My goal as a leader has shifted from persuading others that what I believe is true to inspiring others to always be in pursuit of truth, understanding that we will NEVER (this side of heaven anyway) get to a place of knowing everything. I am convinced that what I believe about Jesus is true, but I’m also convinced that there is SO MUCH MORE about Him that I’ve yet to uncover. Taking this attitude has not only expanded my knowledge about a lot of things, but it has also helped me become more compassionate, empathetic, merciful, gracious, and patient with other people. I’ve not yet mastered this, mind you, but I’m a lot better today than I was 10 years ago, and I hope to be a lot better 10 years from now than I am today.

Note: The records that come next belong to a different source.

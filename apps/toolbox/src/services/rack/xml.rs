use std::io::Cursor;

use quick_xml::events::{BytesDecl, BytesEnd, BytesStart, Event};
use quick_xml::{Reader, Writer};

use super::model::{check_height, new_id, Component, ComponentKind, Rack, RackProject};
use super::RackError;

fn xml_error(err: impl std::fmt::Display) -> RackError {
    RackError::Xml(err.to_string())
}

/// `<RackPlanner><Rack id name height><Component .../></Rack></RackPlanner>`
pub fn to_xml(project: &RackProject) -> Result<String, RackError> {
    let mut writer = Writer::new_with_indent(Cursor::new(Vec::new()), b' ', 2);
    writer
        .write_event(Event::Decl(BytesDecl::new("1.0", Some("UTF-8"), None)))
        .map_err(xml_error)?;
    writer
        .write_event(Event::Start(BytesStart::new("RackPlanner")))
        .map_err(xml_error)?;

    for rack in &project.racks {
        let height = rack.height.to_string();
        let mut start = BytesStart::new("Rack");
        start.push_attribute(("id", rack.id.as_str()));
        start.push_attribute(("name", rack.name.as_str()));
        start.push_attribute(("height", height.as_str()));
        writer.write_event(Event::Start(start)).map_err(xml_error)?;

        for component in rack.components_top_down() {
            let position = component.position.to_string();
            let size = component.size.to_string();
            let mut element = BytesStart::new("Component");
            element.push_attribute(("id", component.id.as_str()));
            element.push_attribute(("type", component.kind.value()));
            element.push_attribute(("name", component.name.as_str()));
            element.push_attribute(("model", component.model.as_str()));
            element.push_attribute(("position", position.as_str()));
            element.push_attribute(("size", size.as_str()));
            element.push_attribute(("notes", component.notes.as_str()));
            writer.write_event(Event::Empty(element)).map_err(xml_error)?;
        }

        writer
            .write_event(Event::End(BytesEnd::new("Rack")))
            .map_err(xml_error)?;
    }

    writer
        .write_event(Event::End(BytesEnd::new("RackPlanner")))
        .map_err(xml_error)?;
    String::from_utf8(writer.into_inner().into_inner()).map_err(xml_error)
}

fn attributes(element: &BytesStart) -> Result<Vec<(String, String)>, RackError> {
    element
        .attributes()
        .map(|attribute| {
            let attribute = attribute.map_err(xml_error)?;
            let key = String::from_utf8_lossy(attribute.key.as_ref()).into_owned();
            let value = attribute.unescape_value().map_err(xml_error)?.into_owned();
            Ok((key, value))
        })
        .collect()
}

fn lookup<'a>(attributes: &'a [(String, String)], key: &str) -> Option<&'a str> {
    attributes
        .iter()
        .find(|(name, _)| name == key)
        .map(|(_, value)| value.as_str())
}

fn number(attributes: &[(String, String)], key: &str, element: &str) -> Result<u32, RackError> {
    let raw = lookup(attributes, key)
        .ok_or_else(|| RackError::Xml(format!("<{element}> is missing `{key}`")))?;
    raw.trim()
        .parse()
        .map_err(|_| RackError::Xml(format!("<{element}> has non-numeric {key} `{raw}`")))
}

fn id_or_new(attributes: &[(String, String)]) -> String {
    lookup(attributes, "id")
        .filter(|id| !id.trim().is_empty())
        .map(str::to_string)
        .unwrap_or_else(new_id)
}

fn parse_rack(element: &BytesStart) -> Result<Rack, RackError> {
    let attributes = attributes(element)?;
    let height = number(&attributes, "height", "Rack")?;
    check_height(height)?;
    Ok(Rack {
        id: id_or_new(&attributes),
        name: lookup(&attributes, "name").unwrap_or("Rack").to_string(),
        height,
        components: Vec::new(),
    })
}

fn parse_component(element: &BytesStart) -> Result<Component, RackError> {
    let attributes = attributes(element)?;
    let kind = lookup(&attributes, "type")
        .map(|value| ComponentKind::from_value(value).unwrap_or(ComponentKind::Other))
        .unwrap_or_default();
    let text = |key: &str| lookup(&attributes, key).unwrap_or_default().to_string();
    Ok(Component {
        id: id_or_new(&attributes),
        kind,
        name: text("name"),
        model: text("model"),
        position: number(&attributes, "position", "Component")?,
        size: number(&attributes, "size", "Component")?,
        notes: text("notes"),
    })
}

fn place(rack: &mut Rack, component: Component) -> Result<(), RackError> {
    rack.check_placement(component.position, component.size, None)?;
    rack.components.push(component);
    Ok(())
}

/// Rebuilds a project, re-checking every placement so overlapping or
/// out-of-bounds components in hand-edited files are rejected.
pub fn from_xml(xml: &str) -> Result<RackProject, RackError> {
    let mut reader = Reader::from_str(xml);
    reader.config_mut().trim_text(true);

    let mut project = RackProject::default();
    let mut current: Option<Rack> = None;
    let mut seen_root = false;

    loop {
        match reader.read_event().map_err(xml_error)? {
            Event::Start(element) => match element.name().as_ref() {
                b"RackPlanner" => seen_root = true,
                b"Rack" => current = Some(parse_rack(&element)?),
                b"Component" => {
                    let rack = current
                        .as_mut()
                        .ok_or_else(|| RackError::Xml("<Component> outside <Rack>".into()))?;
                    place(rack, parse_component(&element)?)?;
                }
                _ => {}
            },
            Event::Empty(element) => match element.name().as_ref() {
                b"RackPlanner" => seen_root = true,
                b"Rack" => project.racks.push(parse_rack(&element)?),
                b"Component" => {
                    let rack = current
                        .as_mut()
                        .ok_or_else(|| RackError::Xml("<Component> outside <Rack>".into()))?;
                    place(rack, parse_component(&element)?)?;
                }
                _ => {}
            },
            Event::End(element) if element.name().as_ref() == b"Rack" => {
                if let Some(rack) = current.take() {
                    project.racks.push(rack);
                }
            }
            Event::Eof => break,
            _ => {}
        }
    }

    if !seen_root {
        return Err(RackError::Xml("missing <RackPlanner> root".into()));
    }
    Ok(project)
}

#[cfg(test)]
mod tests {
    use super::*;
    use crate::services::rack::ComponentDraft;

    fn sample() -> RackProject {
        let mut project = RackProject::default();
        let a = project.add_rack("Core & Edge", 42).unwrap();
        project
            .add_component(&a, ComponentDraft::new(ComponentKind::Switch, "sw <1>"), None)
            .unwrap();
        let id = project
            .add_component(
                &a,
                ComponentDraft::new(ComponentKind::Storage, "san").with_size(4),
                Some(10),
            )
            .unwrap();
        project
            .update_component(&a, &id, "san", "ME5024", "dual \"controllers\"")
            .unwrap();
        project.add_rack("Empty", 12).unwrap();
        project
    }

    #[test]
    fn export_then_import_preserves_project() {
        let project = sample();
        let xml = to_xml(&project).unwrap();
        assert!(xml.contains("<RackPlanner>"));
        assert!(xml.contains("type=\"storage\""));

        let restored = from_xml(&xml).unwrap();
        assert_eq!(restored.racks.len(), 2);
        for (original, restored) in project.racks.iter().zip(&restored.racks) {
            assert_eq!(original.id, restored.id);
            assert_eq!(original.name, restored.name);
            assert_eq!(original.height, restored.height);
            let mut expected = original.components.clone();
            let mut actual = restored.components.clone();
            expected.sort_by(|a, b| a.id.cmp(&b.id));
            actual.sort_by(|a, b| a.id.cmp(&b.id));
            assert_eq!(expected, actual);
        }
    }

    #[test]
    fn overlapping_components_are_rejected_on_import() {
        let xml = r#"<RackPlanner>
            <Rack id="r" name="R" height="10">
                <Component id="a" type="server" name="a" position="2" size="2"/>
                <Component id="b" type="server" name="b" position="3" size="1"/>
            </Rack>
        </RackPlanner>"#;
        assert!(matches!(from_xml(xml), Err(RackError::Collision { .. })));
    }

    #[test]
    fn malformed_documents_are_reported() {
        assert!(matches!(from_xml("<Other/>"), Err(RackError::Xml(_))));
        assert!(matches!(
            from_xml(r#"<RackPlanner><Rack name="x"/></RackPlanner>"#),
            Err(RackError::Xml(_))
        ));
        assert!(matches!(
            from_xml(r#"<RackPlanner><Rack height="0"/></RackPlanner>"#),
            Err(RackError::InvalidHeight(0))
        ));
    }

    #[test]
    fn oversized_positions_are_out_of_bounds() {
        let xml = r#"<RackPlanner><Rack id="r" name="R" height="42">
            <Component id="a" type="server" name="a" position="4294967295" size="2"/>
        </Rack></RackPlanner>"#;
        assert!(matches!(
            from_xml(xml),
            Err(RackError::OutOfBounds { position: 4294967295, size: 2, height: 42 })
        ));

        let xml = r#"<RackPlanner><Rack id="r" name="R" height="42">
            <Component id="a" type="server" name="a" position="1" size="4294967295"/>
        </Rack></RackPlanner>"#;
        assert!(matches!(from_xml(xml), Err(RackError::OutOfBounds { .. })));
    }

    #[test]
    fn missing_ids_and_unknown_types_are_tolerated() {
        let xml = r#"<RackPlanner><Rack name="R" height="4">
            <Component type="toaster" name="t" position="1" size="1"/>
        </Rack></RackPlanner>"#;
        let project = from_xml(xml).unwrap();
        let component = &project.racks[0].components[0];
        assert_eq!(component.kind, ComponentKind::Other);
        assert!(!component.id.is_empty());
    }
}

This leads me to the second, and most important area in which I want to be an expert: love. And not just a worldly concept of love, but love as defined by Jesus: to love others as He has loved me. For it is by this, and this alone, that people will know I am a follower/student/disciple of Jesus. (Jn. 13:34-35) The context of the scripture at the top of this post is the eating of food sacrificed to idols. Paul tells the Corinthian believers that while they know, and he knows, that eating food that has been sacrificed to an idol (pagan deity) will not bring about some kind of judgment or curse from God, it is better to not eat it if doing so might cause someone else to struggle. Verse 9 says, “Be careful, however, that the exercise of your rights does not become a stumbling block to the weak.” By “weak,” Paul is not insulting others, but merely stating that not everyone will understand the freedom one has in Christ, and we should not freely exercise our rights at the cost of it causing someone else to be “destroyed by your knowledge” (v.11). He goes on to say it would be a “sin” against that person (v. 12).
The point is that even when there is knowledge, that knowledge is never to trump the call to love others as Christ has loved us. Jesus, in many ways, laid down His knowledge and His rights to come to our world and love the very ones He created, even though it would mean being killed by them. His knowledge of us, our past, our future, heaven, etc., did not take precedence over His mission to love us right where we were/are. “Knowledge puffs up, but love builds up.” I don’t want to be known for what I know, how much I know, or even who I know. All I want is to be known by God, and for others to experience the same. All the knowledge in the world can’t replace love. “If I have the gift of prophecy and can fathom all mysteries and all knowledge, and if I have a faith that can move mountains, but do not have love, I. AM. NOTHING” (1 Cor. 13:2).
Notice the qualifier of becoming an “expert,” is 10,000 hours or 10 years of deliberate practice. This means intentional, focused learning on the subject. This involves wrestling with the hard questions, looking at the field from various angles and perspectives, acknowledging those different perspectives, and engaging respectfully with them. To learn something only to use it as a weapon is not proper motivation for learning, nor does it make one an expert. The motivation must be out of love for other, and contributing to that field in order to make the world a better place for ALL. Knowledge for knowledge’s sake is worthless. The more I know, the less I care about what I know. The more I know, the more I only want to be known by God and known for His love, so that others might know and be known by Him. You know?